*** Block opens ***

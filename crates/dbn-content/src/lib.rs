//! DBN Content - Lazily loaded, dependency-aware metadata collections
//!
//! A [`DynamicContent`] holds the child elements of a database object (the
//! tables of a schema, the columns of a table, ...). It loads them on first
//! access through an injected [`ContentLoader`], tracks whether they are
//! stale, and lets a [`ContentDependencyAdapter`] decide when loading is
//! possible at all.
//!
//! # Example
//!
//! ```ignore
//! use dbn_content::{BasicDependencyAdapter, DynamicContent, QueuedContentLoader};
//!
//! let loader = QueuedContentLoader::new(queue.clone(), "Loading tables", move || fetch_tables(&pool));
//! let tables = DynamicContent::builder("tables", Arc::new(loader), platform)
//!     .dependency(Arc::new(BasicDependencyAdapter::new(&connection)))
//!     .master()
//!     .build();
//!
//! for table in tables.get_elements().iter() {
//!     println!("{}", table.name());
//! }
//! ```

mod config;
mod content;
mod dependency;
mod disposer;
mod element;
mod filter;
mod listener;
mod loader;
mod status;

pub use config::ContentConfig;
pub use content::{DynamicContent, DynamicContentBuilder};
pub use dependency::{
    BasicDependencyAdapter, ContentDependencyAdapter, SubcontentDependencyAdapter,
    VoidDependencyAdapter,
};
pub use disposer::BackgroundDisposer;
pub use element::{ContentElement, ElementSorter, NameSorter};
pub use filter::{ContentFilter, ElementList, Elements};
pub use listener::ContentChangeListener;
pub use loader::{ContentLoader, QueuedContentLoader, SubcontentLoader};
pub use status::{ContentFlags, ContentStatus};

*** Block closes ***
*** Block opens ***

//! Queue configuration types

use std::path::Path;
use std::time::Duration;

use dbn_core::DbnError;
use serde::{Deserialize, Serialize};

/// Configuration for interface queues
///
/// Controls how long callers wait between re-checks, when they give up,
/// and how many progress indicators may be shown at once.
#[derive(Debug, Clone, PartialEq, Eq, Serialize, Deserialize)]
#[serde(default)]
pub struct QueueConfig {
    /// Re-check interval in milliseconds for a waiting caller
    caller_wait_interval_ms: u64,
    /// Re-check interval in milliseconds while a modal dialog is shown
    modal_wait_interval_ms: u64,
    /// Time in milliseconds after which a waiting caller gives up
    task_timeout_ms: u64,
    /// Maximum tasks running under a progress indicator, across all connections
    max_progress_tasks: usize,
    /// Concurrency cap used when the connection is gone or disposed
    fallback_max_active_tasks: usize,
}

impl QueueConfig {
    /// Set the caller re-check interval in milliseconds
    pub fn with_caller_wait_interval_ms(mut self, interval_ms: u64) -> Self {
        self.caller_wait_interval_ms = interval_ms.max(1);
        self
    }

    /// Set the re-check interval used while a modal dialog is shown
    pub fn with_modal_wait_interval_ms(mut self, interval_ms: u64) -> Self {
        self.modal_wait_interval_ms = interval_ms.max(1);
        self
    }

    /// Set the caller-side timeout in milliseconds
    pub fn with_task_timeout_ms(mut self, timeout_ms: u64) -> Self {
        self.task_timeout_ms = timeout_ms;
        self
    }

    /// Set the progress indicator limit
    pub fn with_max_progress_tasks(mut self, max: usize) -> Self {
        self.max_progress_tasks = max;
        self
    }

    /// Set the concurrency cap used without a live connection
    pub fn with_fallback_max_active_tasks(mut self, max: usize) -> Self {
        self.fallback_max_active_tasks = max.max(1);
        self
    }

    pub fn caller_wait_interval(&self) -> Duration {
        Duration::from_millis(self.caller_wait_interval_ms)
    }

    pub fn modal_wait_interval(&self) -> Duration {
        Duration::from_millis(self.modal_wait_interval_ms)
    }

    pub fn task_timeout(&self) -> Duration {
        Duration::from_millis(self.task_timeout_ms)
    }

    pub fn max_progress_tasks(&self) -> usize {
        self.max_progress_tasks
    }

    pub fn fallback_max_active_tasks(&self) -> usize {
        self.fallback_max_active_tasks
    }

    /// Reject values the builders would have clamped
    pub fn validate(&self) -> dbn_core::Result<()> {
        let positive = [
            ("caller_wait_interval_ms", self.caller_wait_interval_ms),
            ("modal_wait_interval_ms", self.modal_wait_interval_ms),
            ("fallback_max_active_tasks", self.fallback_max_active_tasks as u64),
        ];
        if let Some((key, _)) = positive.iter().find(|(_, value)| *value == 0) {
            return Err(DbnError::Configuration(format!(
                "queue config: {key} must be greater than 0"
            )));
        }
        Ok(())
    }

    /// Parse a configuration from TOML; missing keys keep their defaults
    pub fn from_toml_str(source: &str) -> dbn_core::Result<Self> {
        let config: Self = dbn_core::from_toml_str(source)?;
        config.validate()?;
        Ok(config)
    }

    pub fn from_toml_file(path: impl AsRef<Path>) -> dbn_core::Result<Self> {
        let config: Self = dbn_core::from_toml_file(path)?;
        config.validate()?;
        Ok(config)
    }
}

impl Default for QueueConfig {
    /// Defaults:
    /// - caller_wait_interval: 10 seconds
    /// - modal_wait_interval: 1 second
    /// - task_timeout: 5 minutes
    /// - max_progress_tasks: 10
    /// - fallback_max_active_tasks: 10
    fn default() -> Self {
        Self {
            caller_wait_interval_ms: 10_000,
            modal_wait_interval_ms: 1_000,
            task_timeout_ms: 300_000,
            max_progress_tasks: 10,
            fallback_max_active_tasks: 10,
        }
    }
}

*** Block closes ***
*** Block opens ***

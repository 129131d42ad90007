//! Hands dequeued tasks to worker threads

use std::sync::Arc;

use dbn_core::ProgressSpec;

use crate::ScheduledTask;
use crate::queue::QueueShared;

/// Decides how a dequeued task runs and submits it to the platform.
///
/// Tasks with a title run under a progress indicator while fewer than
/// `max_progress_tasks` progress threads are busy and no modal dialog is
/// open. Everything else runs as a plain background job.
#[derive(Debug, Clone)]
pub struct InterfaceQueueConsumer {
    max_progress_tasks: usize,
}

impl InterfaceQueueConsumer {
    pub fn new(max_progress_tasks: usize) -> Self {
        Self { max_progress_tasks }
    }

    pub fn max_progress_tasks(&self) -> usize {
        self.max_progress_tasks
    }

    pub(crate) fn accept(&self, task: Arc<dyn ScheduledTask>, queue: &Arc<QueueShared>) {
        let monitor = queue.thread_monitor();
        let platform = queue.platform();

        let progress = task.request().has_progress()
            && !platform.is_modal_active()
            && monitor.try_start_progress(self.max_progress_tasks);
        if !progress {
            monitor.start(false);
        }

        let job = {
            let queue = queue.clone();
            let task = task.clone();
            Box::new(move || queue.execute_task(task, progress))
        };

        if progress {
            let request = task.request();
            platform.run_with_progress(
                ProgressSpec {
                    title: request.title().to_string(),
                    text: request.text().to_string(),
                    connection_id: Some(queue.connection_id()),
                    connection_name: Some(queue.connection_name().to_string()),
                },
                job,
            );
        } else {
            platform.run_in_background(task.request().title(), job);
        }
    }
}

*** Block closes ***

_PROBLEM TO SOLVE_. Retrieve every line above holding the word "waiting".

_TASK SOLUTION_.
    /// Re-check interval in milliseconds for a waiting caller
    /// Time in milliseconds after which a waiting caller gives up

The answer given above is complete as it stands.